De M. occipitohyoid (Groen) is via spier- en faciale verbindingen verbonden met de onderkaak, de bovenlijn en achterhand van het paard. Het vormt een dorsale ketting 

De M. Omohyoideus (Blauw) is verbonden met het schouderbrand en de voorkant van de voorbenen. Via spier- en faciale verbindingen is hij verbonden met de buikspieren en het achterbeen. Het vormt een ventrale ketting

De M. Sternohyoideus (Beige) is verbonden met het borstbeen. Via spier- en faciale verbindingen is hij verbonden met het bekken van het paard. Ook deze spier vormt een ventrale ketting.


Het spreekt dus voor zich dat een foutieve inwerking van het bit, in de mond (en dus het tongbeen) van je paard een impact heeft doorheen het hele lichaam. Exact om deze reden is het longeren met een bit en hulpteugels afgeraden. De constante, niet nagevende druk op het tongbeen zorgt voor een permanente en foutieve aanspanning van de spieren. Waaruit vele problemen voortvloeien.

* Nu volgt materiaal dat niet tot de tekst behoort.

use std::path::Path;

use crate::config::schema::Config;
use crate::error::ConfigError;

const SCHEMA_JSON: &str = include_str!("../../schema/config-v1.json");

pub fn load_config<P: AsRef<Path>>(path: P) -> Result<Config, ConfigError> {
    let path = path.as_ref();
    let content = std::fs::read_to_string(path).map_err(|e| ConfigError::ReadFile {
        path: path.to_path_buf(),
        source: e,
    })?;

    load_config_from_str(&content)
}

pub fn load_config_from_str(content: &str) -> Result<Config, ConfigError> {
    let json_value: serde_json::Value = serde_json::from_str(content)?;

    validate_schema(&json_value)?;

    let config: Config = serde_json::from_value(json_value)?;

    validate_config(&config)?;

    Ok(config)
}

fn validate_schema(json_value: &serde_json::Value) -> Result<(), ConfigError> {
    let schema: serde_json::Value =
        serde_json::from_str(SCHEMA_JSON).map_err(|e| ConfigError::Validation {
            message: format!("Invalid embedded schema JSON: {}", e),
        })?;

    let validator = jsonschema::validator_for(&schema).map_err(|e| ConfigError::Validation {
        message: format!("Failed to compile JSON schema: {}", e),
    })?;

    let error_messages: Vec<String> = validator
        .iter_errors(json_value)
        .map(|e| e.to_string())
        .collect();
    if !error_messages.is_empty() {
        return Err(ConfigError::SchemaValidation {
            errors: error_messages.join("; "),
        });
    }

    Ok(())
}

/// Checks that hold for any configuration, including ones built in code.
pub fn validate_config(config: &Config) -> Result<(), ConfigError> {
    if config.version != "1.0" {
        return Err(ConfigError::Validation {
            message: format!("Unsupported config version: {}", config.version),
        });
    }

    let limit = &config.rate_limit;
    if limit.requests_per_window == 0 || limit.window_secs == 0 {
        return Err(ConfigError::InvalidRateLimit {
            requests: limit.requests_per_window,
            window_secs: limit.window_secs,
        });
    }

    if config.poll_interval_secs == 0 {
        return Err(ConfigError::Validation {
            message: "poll_interval_secs must be at least 1".to_string(),
        });
    }

    if config.generation.timeout_secs == 0 {
        return Err(ConfigError::Validation {
            message: "generation.timeout_secs must be at least 1".to_string(),
        });
    }

    Ok(())
}
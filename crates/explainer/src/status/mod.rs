//! Answers "what is the state of job X".
//!
//! The job store record is authoritative. The stage area and the artifact
//! directory only fill in what the record cannot say on its own: where a
//! non-terminal job's document currently sits, and whether a completed
//! job's artifact can be read yet.

use chrono::{DateTime, Utc};
use serde::Serialize;
use thiserror::Error;
use tracing::{debug, warn};

use crate::jobs::{Job, JobStatus, JobStore, OwnerLookup, StoreError};
use crate::results::ResultWriter;
use crate::stage::{StageArea, StageLocation};

/// Reported as the error of an upload whose document never reached intake.
pub const UPLOAD_NOT_STORED: &str =
    "Upload was not stored and will not be processed; submit the deck again";

/// Shown instead of the explanations while a completed job's artifact
/// cannot be read.
pub const ARTIFACT_PLACEHOLDER: &str = "Explanation is not available yet, please check back shortly";

#[derive(Error, Debug)]
pub enum ResolveError {
    #[error("Not found: {query}")]
    NotFound { query: String },

    #[error(transparent)]
    Store(#[from] StoreError),
}

impl ResolveError {
    pub fn is_not_found(&self) -> bool {
        matches!(self, ResolveError::NotFound { .. })
    }
}

#[derive(Debug, Clone, PartialEq, Serialize)]
#[serde(tag = "kind", content = "value", rename_all = "snake_case")]
pub enum Explanation {
    /// Per-slide text in slide order.
    Ready(Vec<String>),
    Placeholder(String),
}

#[derive(Debug, Clone, PartialEq, Serialize)]
#[serde(rename_all = "camelCase")]
pub struct JobDetails {
    pub uid: String,
    pub original_name: String,
    #[serde(skip_serializing_if = "Option::is_none")]
    pub owner: Option<String>,
    pub status: JobStatus,
    pub upload_time: DateTime<Utc>,
    #[serde(skip_serializing_if = "Option::is_none")]
    pub finish_time: Option<DateTime<Utc>>,
    #[serde(skip_serializing_if = "Option::is_none")]
    pub error: Option<String>,
    /// Stage holding the document; only reported for non-terminal jobs.
    #[serde(skip_serializing_if = "Option::is_none")]
    pub location: Option<StageLocation>,
    /// Present only when `status == done`.
    #[serde(skip_serializing_if = "Option::is_none")]
    pub explanation: Option<Explanation>,
}

#[derive(Clone)]
pub struct StatusResolver {
    store: JobStore,
    stage: StageArea,
    results: ResultWriter,
}

impl StatusResolver {
    pub fn new(store: JobStore, stage: StageArea, results: ResultWriter) -> Self {
        Self {
            store,
            stage,
            results,
        }
    }

    pub fn resolve(&self, uid: &str) -> Result<JobDetails, ResolveError> {
        match self.store.get(uid)? {
            Some(job) => Ok(self.details(job)),
            None => {
                if self.stage.locate(uid).is_some() {
                    warn!(uid = %uid, "Document is staged but has no job record");
                }
                Err(ResolveError::NotFound {
                    query: format!("job '{}'", uid),
                })
            }
        }
    }

    /// Resolves the most recent upload named `original_name` by `owner`.
    pub fn resolve_by_owner_and_name(
        &self,
        owner: &str,
        original_name: &str,
    ) -> Result<JobDetails, ResolveError> {
        match self.store.latest_for_owner(owner, original_name)? {
            OwnerLookup::Found(job) => Ok(self.details(job)),
            OwnerLookup::UnknownOwner => Err(ResolveError::NotFound {
                query: format!("owner '{}'", owner),
            }),
            OwnerLookup::NoMatch => Err(ResolveError::NotFound {
                query: format!("upload '{}' of '{}'", original_name, owner),
            }),
        }
    }

    /// Every job of `owner`, newest first.
    pub fn history(&self, owner: &str) -> Result<Vec<JobDetails>, ResolveError> {
        Ok(self
            .store
            .jobs_for_owner(owner)?
            .into_iter()
            .map(|job| self.details(job))
            .collect())
    }

    fn details(&self, job: Job) -> JobDetails {
        let location = if job.status.is_terminal() {
            None
        } else {
            self.stage.locate(&job.uid)
        };
        let explanation = (job.status == JobStatus::Done).then(|| self.explanation(&job));
        let error = match (job.status, location) {
            (JobStatus::Uploaded, None) => {
                warn!(uid = %job.uid, "Upload has no staged document");
                job.error.or_else(|| Some(UPLOAD_NOT_STORED.to_string()))
            }
            _ => job.error,
        };

        JobDetails {
            uid: job.uid,
            original_name: job.original_name,
            owner: job.owner,
            status: job.status,
            upload_time: job.upload_time,
            finish_time: job.finish_time,
            error,
            location,
            explanation,
        }
    }

    fn explanation(&self, job: &Job) -> Explanation {
        let Some(result_ref) = job.result() else {
            warn!(uid = %job.uid, "Completed job has no result reference");
            return Explanation::Placeholder(ARTIFACT_PLACEHOLDER.to_string());
        };
        match self.results.read(result_ref) {
            Ok(Some(texts)) => Explanation::Ready(texts),
            Ok(None) => {
                debug!(uid = %job.uid, "Artifact not readable yet");
                Explanation::Placeholder(ARTIFACT_PLACEHOLDER.to_string())
            }
            Err(e) => {
                warn!(uid = %job.uid, error = %e, "Artifact unreadable");
                Explanation::Placeholder(ARTIFACT_PLACEHOLDER.to_string())
            }
        }
    }
}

De kaptoom  werkt dus in op het minder gevoelige neusbeen. De hoeken van de mond zijn gevoeliger dan de neus. Bij het longeren is het aan te raden om een kaptoom te gebruiken om zo de mond te sparen en deze sensibel te houden en om de spieren correct aan de laten spannen, zoals je kon lezen hierboven. Maar er zijn nog meer redenen om niet met andere middelen te longeren:

  • Het aanklikken van een longe direct aan een bitring wordt afgeraden. Bij jonge onstuimige paarden kan zeer snel het bit door de mond getrokken worden.
  • Het aanklikken van de longe via de binnenste bitring (evt. over de oren) naar de buitenste bitring is tevens af te raden, om dat deze manier de trens vaak samentrekt en zo in de paardenmond het beruchte notenkrakerseffect veroorzaakt.
  • Het longeren aan het stalhalster is tevens af te raden, omdat dit halster te los om het paardenhoofd ligt en heen en weer schuift en in het oog terecht kan komen.
  • Longeren met hulpteugels is ook niet aan te raden, omdat u dan geen invloed op de natuurlijke scheefheid en het zwaartepunt kunt uitoefenen. Hulpteugels fixeren de scheefheid zelf.

Het paard moet dus leren om op een cirkel te lopen en in de lengte te buigen. Bij het stelling vragen wordt via de middelste ring ingewerkt op het neusbeen en dus niet op de lagen in de mond. Bij een longe die vastgemaakt is aan een trens wordt de aanleuning aan het mondstuk verstoord bij iedere inwerking via druk die nodig is om het paard op de volte te houden. Dit schrikt het paard af en geeft aanleiding tot ondeugden zoals de tong over het bit doen, de tong uit de mond laten hangen, het naar voren steken van de onderkaak, het hoofd kantelen enz. Het is een behoorlijke klus om deze fouten te corrigeren. Het onmiddellijk correct aanleren gaat sneller dan iets foutief afleren en opnieuw aanleren.